Circles[0] — No Infrastructure Automation

The first circle is the lack of infrastructure automation. Web applications often need specific versions of operating systems, web servers, programs, and libraries to run. They also need databases, load balancers, and other appliances. Collectively, these things are the infrastructure. And they need installation and configuration. This can be done either manually, or via automation.

It’s extremely time-consuming to manually set up application servers. Even worse, the most meticulous humans make mistakes. Tools like Chef and Puppet let you automate your infrastructure by describing it with code. My team at Condé Nast recently rigged up Chef to configure our auto-scaling AWS environment, and used Capistrano to deploy code to it.

PaaS services like Heroku and Engine Yard come pre-baked with infrastructure automation that you can manage directly from a website or the command line. Google App Engine takes it one step further by managing your resources for you. Of course, there’s no need to automate if you only have a few servers. Once you grow, though, invest in automation. With the plethora of options available today, there’s no reason for infrastructure to slow down your deployment.

Circles[1] — Waiting Too Long to Integrate

“Integrate early and often.” That’s the mantra of continuous integration. The reasoning is simple: If your software already works and never changes, you have little risk of it breaking. Changing your software introduces risk. Really big changes introduce a lot of risk. But making small, incremental, frequent changes is far less risky, and it makes problems easier to isolate.

Before I knew better, I used to be on three-week release cycles. My team and I kept a release branch of the code in production, along with an integration branch in which we checked in new work. But our integration branch was not stable. Meanwhile, production issues popped up, so we would make bug fixes on the release branch. At the end of each release cycle, we would scramble to get everything to work in the integration branch, and then merge the changes into release. But sometimes we would have a bad merge, and the bug fixes made in the release branch would be lost. It was a mess!

By contrast, we now have one master branch, and we integrate code every single day. We make sure master is in production-ready shape. It seldom breaks. We deploy code to production from master multiple times a day. When we work on big, time-consuming features, we will integrate working pieces of it into master before the entire feature is done. The difference is very dramatic! Instead of integrating three weeks’ worth of code, we’re integrating a few hours’ worth at a time.

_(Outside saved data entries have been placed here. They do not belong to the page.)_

//! Keyboard input handling
//!
//! The platform layer feeds raw key edges into [`KeyboardState`]; the game
//! loop reads it once per tick through [`InputPort`]. Paddle directions are
//! level-triggered (whatever is held right now), menu commands are
//! edge-triggered and queued.

use std::collections::{HashSet, VecDeque};

use serde::{Deserialize, Serialize};

use crate::sim::{Direction, MenuEvent, PlayerId, TickInput};

/// Pending menu events kept between ticks; older presses are dropped first
pub const MAX_PENDING_EVENTS: usize = 8;

/// Keys the game listens to
#[derive(Debug, Clone, Copy, PartialEq, Eq, Hash, Serialize, Deserialize)]
pub enum Key {
    W,
    S,
    Up,
    Down,
    Enter,
    Escape,
    Space,
}

impl Key {
    /// Map a DOM/winit style key name
    pub fn from_name(name: &str) -> Option<Key> {
        match name {
            "w" | "W" => Some(Key::W),
            "s" | "S" => Some(Key::S),
            "ArrowUp" | "Up" => Some(Key::Up),
            "ArrowDown" | "Down" => Some(Key::Down),
            "Enter" => Some(Key::Enter),
            "Escape" => Some(Key::Escape),
            " " | "Space" => Some(Key::Space),
            _ => None,
        }
    }

    /// Menu command issued when this key goes down
    pub fn menu_event(self) -> Option<MenuEvent> {
        match self {
            Key::Up => Some(MenuEvent::NavigateUp),
            Key::Down => Some(MenuEvent::NavigateDown),
            Key::Enter => Some(MenuEvent::Confirm),
            Key::Escape => Some(MenuEvent::Escape),
            Key::Space => Some(MenuEvent::Space),
            Key::W | Key::S => None,
        }
    }

    /// (up, down) keys for a player's paddle
    pub fn paddle_keys(player: PlayerId) -> (Key, Key) {
        match player {
            PlayerId::Player1 => (Key::W, Key::S),
            PlayerId::Player2 => (Key::Up, Key::Down),
        }
    }
}

/// Source of per-tick input for the game loop
pub trait InputPort {
    /// Direction the player is holding right now
    fn direction(&self, player: PlayerId) -> Direction;
    /// Next queued menu command, oldest first
    fn poll_menu_event(&mut self) -> Option<MenuEvent>;
}

/// Held keys plus a bounded queue of menu commands
#[derive(Debug, Default, Clone)]
pub struct KeyboardState {
    held: HashSet<Key>,
    pending: VecDeque<MenuEvent>,
}

impl KeyboardState {
    pub fn new() -> Self {
        Self::default()
    }

    /// Record a key press. Auto-repeat presses of a key already held are
    /// ignored, so each physical press yields at most one menu command.
    pub fn key_down(&mut self, key: Key) {
        if !self.held.insert(key) {
            return;
        }
        if let Some(event) = key.menu_event() {
            if self.pending.len() == MAX_PENDING_EVENTS {
                self.pending.pop_front();
                log::debug!("Input queue full, dropping oldest event");
            }
            self.pending.push_back(event);
        }
    }

    pub fn key_up(&mut self, key: Key) {
        self.held.remove(&key);
    }

    pub fn is_key_down(&self, key: Key) -> bool {
        self.held.contains(&key)
    }

    pub fn pending_events(&self) -> usize {
        self.pending.len()
    }
}

impl InputPort for KeyboardState {
    fn direction(&self, player: PlayerId) -> Direction {
        let (up, down) = Key::paddle_keys(player);
        match (self.is_key_down(up), self.is_key_down(down)) {
            (true, false) => Direction::Up,
            (false, true) => Direction::Down,
            // Neither or both
            _ => Direction::Stop,
        }
    }

    fn poll_menu_event(&mut self) -> Option<MenuEvent> {
        self.pending.pop_front()
    }
}

/// Sample an input port for one tick, consuming at most one menu event
pub fn read_tick_input(input: &mut dyn InputPort) -> TickInput {
    TickInput {
        left: input.direction(PlayerId::Player1),
        right: input.direction(PlayerId::Player2),
        event: input.poll_menu_event(),
    }
}

#[cfg(test)]
mod tests {
    use super::*;

    #[test]
    fn test_key_names() {
        assert_eq!(Key::from_name("ArrowUp"), Some(Key::Up));
        assert_eq!(Key::from_name("W"), Some(Key::W));
        assert_eq!(Key::from_name(" "), Some(Key::Space));
        assert_eq!(Key::from_name("q"), None);
    }

    #[test]
    fn test_held_keys_drive_direction() {
        let mut kb = KeyboardState::new();
        kb.key_down(Key::W);
        kb.key_down(Key::Down);
        assert_eq!(kb.direction(PlayerId::Player1), Direction::Up);
        assert_eq!(kb.direction(PlayerId::Player2), Direction::Down);

        kb.key_up(Key::W);
        assert_eq!(kb.direction(PlayerId::Player1), Direction::Stop);
    }

    #[test]
    fn test_opposite_keys_cancel() {
        let mut kb = KeyboardState::new();
        kb.key_down(Key::W);
        kb.key_down(Key::S);
        assert_eq!(kb.direction(PlayerId::Player1), Direction::Stop);
    }

    #[test]
    fn test_arrows_also_navigate_menu() {
        let mut kb = KeyboardState::new();
        kb.key_down(Key::Up);
        kb.key_down(Key::Enter);
        assert_eq!(kb.poll_menu_event(), Some(MenuEvent::NavigateUp));
        assert_eq!(kb.poll_menu_event(), Some(MenuEvent::Confirm));
        assert_eq!(kb.poll_menu_event(), None);
    }

    #[test]
    fn test_auto_repeat_is_filtered() {
        let mut kb = KeyboardState::new();
        kb.key_down(Key::Escape);
        kb.key_down(Key::Escape);
        assert_eq!(kb.pending_events(), 1);

        kb.key_up(Key::Escape);
        kb.key_down(Key::Escape);
        assert_eq!(kb.pending_events(), 2);
    }

    #[test]
    fn test_queue_is_bounded() {
        let mut kb = KeyboardState::new();
        for _ in 0..MAX_PENDING_EVENTS + 3 {
            kb.key_down(Key::Space);
            kb.key_up(Key::Space);
        }
        assert_eq!(kb.pending_events(), MAX_PENDING_EVENTS);
    }

    #[test]
    fn test_read_tick_input_takes_one_event() {
        let mut kb = KeyboardState::new();
        kb.key_down(Key::S);
        kb.key_down(Key::Enter);
        kb.key_down(Key::Space);

        let input = read_tick_input(&mut kb);
        assert_eq!(input.left, Direction::Down);
        assert_eq!(input.right, Direction::Stop);
        assert_eq!(input.event, Some(MenuEvent::Confirm));
        assert_eq!(read_tick_input(&mut kb).event, Some(MenuEvent::Space));
        assert_eq!(read_tick_input(&mut kb).event, None);
    }
}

Circles[2] — No Staging Environment

Without a proper staging environment, things can go haywire faster than you can say, “Let us descend into the blind world.” Sometimes, a feature is tested on a developer’s local environment and works well, but then it ends up behaving very poorly on production. There are bound to be differences between your dev and production environments.

For instance, your production servers may be behind a load balancer, but you have a single VM in your local environment. You may have different cache settings or an HTTP reverse proxy like Varnish in production. All of these differences can potentially introduce unexpected behavior.

If you have staging set up similarly to production, you can deploy there first as a sanity check. Our staging environment is a mini version of our production environment. We have fewer servers in staging, but they’re configured the same way. Occasionally, we ramp up staging to match production when we want to perform a load test to find the breaking point of our production environment.

Circles[3] — No Performance Testing

Load tests are an important part of performance testing. When you have lots of users or a resource-intensive web application, you have to start measuring performance. Run load tests when you are introducing major refactoring or new resource intensive features.

We have a script that downloads and parses our production server log files and generates a list of requests. Once you have a list of requests, you can use a tool like JMeter or LoadRunner to play them back in your staging environment. You set an SLA for yourself, perhaps a 50 ms response time. Just keep generating more traffic against your environment until you exceed your SLA. At that point, you will know your app’s maximum throughput.

If you can’t meet your expected traffic and maintain your SLA, go back to the drawing board and optimize more. To help you do this, there are great performance profilers that you can use. These tools measure the execution time of various chunks of your code, and they show you the hot spots where you should focus your energy.

Circles[4] — Manual Deployment

In this circle of deployment hell, developers carry around a lengthy checklist of things they do every time they deploy code. The list may involve logging into production machines, or running deployment scripts. The most offensive checklists call for editing configuration files, mucking around with hardware, and running data migrations.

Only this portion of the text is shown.